#### PROVIDED RECORDS:

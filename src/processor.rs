//! The processor: a per-process singleton that accepts requests from worker
//! threads, executes them on one dedicated cooperative reactor thread, and
//! hands results back to the job queue as callback jobs.
//!
//! Worker threads only ever touch synchronous, non-blocking state here: the
//! state check, the capacity check, a map insert, and an unbounded channel
//! send. Everything that awaits (registry writes, HTTP, queue pushes) runs
//! on the reactor.

use std::collections::HashMap;
use std::sync::atomic::{AtomicU64, Ordering};
use std::sync::{Arc, Condvar, Mutex};
use std::time::{Duration, Instant};

use chrono::{DateTime, Utc};
use tokio::sync::mpsc;
use tokio_util::sync::CancellationToken;
use tracing::{debug, error, info, warn};
use uuid::Uuid;

use crate::config::{BackpressureStrategy, Config};
use crate::errors::{Error, Result};
use crate::executor::{Execution, HttpExecutor};
use crate::metrics::{Metrics, MetricsSnapshot};
use crate::monitor::{self, MonitorContext};
use crate::payload;
use crate::queue::{callback_job_envelope, request_job_envelope, JobEnvelope};
use crate::registry::{InflightEntry, InflightStore, MemoryInflightStore, RedisInflightStore};
use crate::types::{ErrorValue, PayloadBody, Request};
use crate::{INTAKE_POLL_INTERVAL, LOCAL_HEARTBEAT_INTERVAL};

/// Lifecycle states. Transitions only ever move forward:
/// stopped → starting → running → draining → stopping → stopped.
#[derive(Debug, Clone, Copy, PartialEq, Eq)]
pub enum ProcessorState {
    Stopped,
    Starting,
    Running,
    Draining,
    Stopping,
}

impl ProcessorState {
    pub fn as_str(&self) -> &'static str {
        match self {
            ProcessorState::Stopped => "stopped",
            ProcessorState::Starting => "starting",
            ProcessorState::Running => "running",
            ProcessorState::Draining => "draining",
            ProcessorState::Stopping => "stopping",
        }
    }
}

impl std::fmt::Display for ProcessorState {
    fn fmt(&self, f: &mut std::fmt::Formatter<'_>) -> std::fmt::Result {
        write!(f, "{}", self.as_str())
    }
}

#[derive(Debug, Clone)]
struct TaskEntry {
    request: Arc<Request>,
    cancel: CancellationToken,
    enqueued_at: DateTime<Utc>,
    seq: u64,
    started: bool,
    evicted: bool,
}

enum IntakeMsg {
    Run(Uuid),
}

struct RunHandles {
    stop: CancellationToken,
    thread: std::thread::JoinHandle<()>,
}

struct Inner {
    config: Arc<Config>,
    state: Mutex<ProcessorState>,
    tasks: Mutex<HashMap<Uuid, TaskEntry>>,
    slot_freed: Condvar,
    intake: Mutex<Option<mpsc::UnboundedSender<IntakeMsg>>>,
    seq: AtomicU64,
    metrics: Arc<Metrics>,
    owner_pid: String,
    stop_deadline: Mutex<Option<Instant>>,
    run: Mutex<Option<RunHandles>>,
}

impl Inner {
    fn state(&self) -> ProcessorState {
        *self.state.lock().expect("state lock poisoned")
    }

    fn set_state(&self, next: ProcessorState) {
        *self.state.lock().expect("state lock poisoned") = next;
    }

    /// Removes the entry; whichever caller gets it owns the terminal action.
    fn take_task(&self, id: Uuid) -> Option<TaskEntry> {
        let mut tasks = self.tasks.lock().expect("tasks lock poisoned");
        let entry = tasks.remove(&id);
        if entry.is_some() {
            self.metrics.task_finished();
            self.slot_freed.notify_all();
        }
        entry
    }

    fn started_ids(&self) -> Vec<Uuid> {
        self.tasks
            .lock()
            .expect("tasks lock poisoned")
            .iter()
            .filter(|(_, entry)| entry.started && !entry.evicted)
            .map(|(id, _)| *id)
            .collect()
    }
}

/// The async HTTP processor. Cheap to clone; all clones share one reactor.
#[derive(Clone)]
pub struct Processor {
    inner: Arc<Inner>,
}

#### YOUR TASK:
Quote exactly the first line of the data and every line after it through the one holding "state here: the".

#### ANSWER FOR THE TASK:
filename src/processor.rs
//! The processor: a per-process singleton that accepts requests from worker
//! threads, executes them on one dedicated cooperative reactor thread, and
//! hands results back to the job queue as callback jobs.
//!
//! Worker threads only ever touch synchronous, non-blocking state here: the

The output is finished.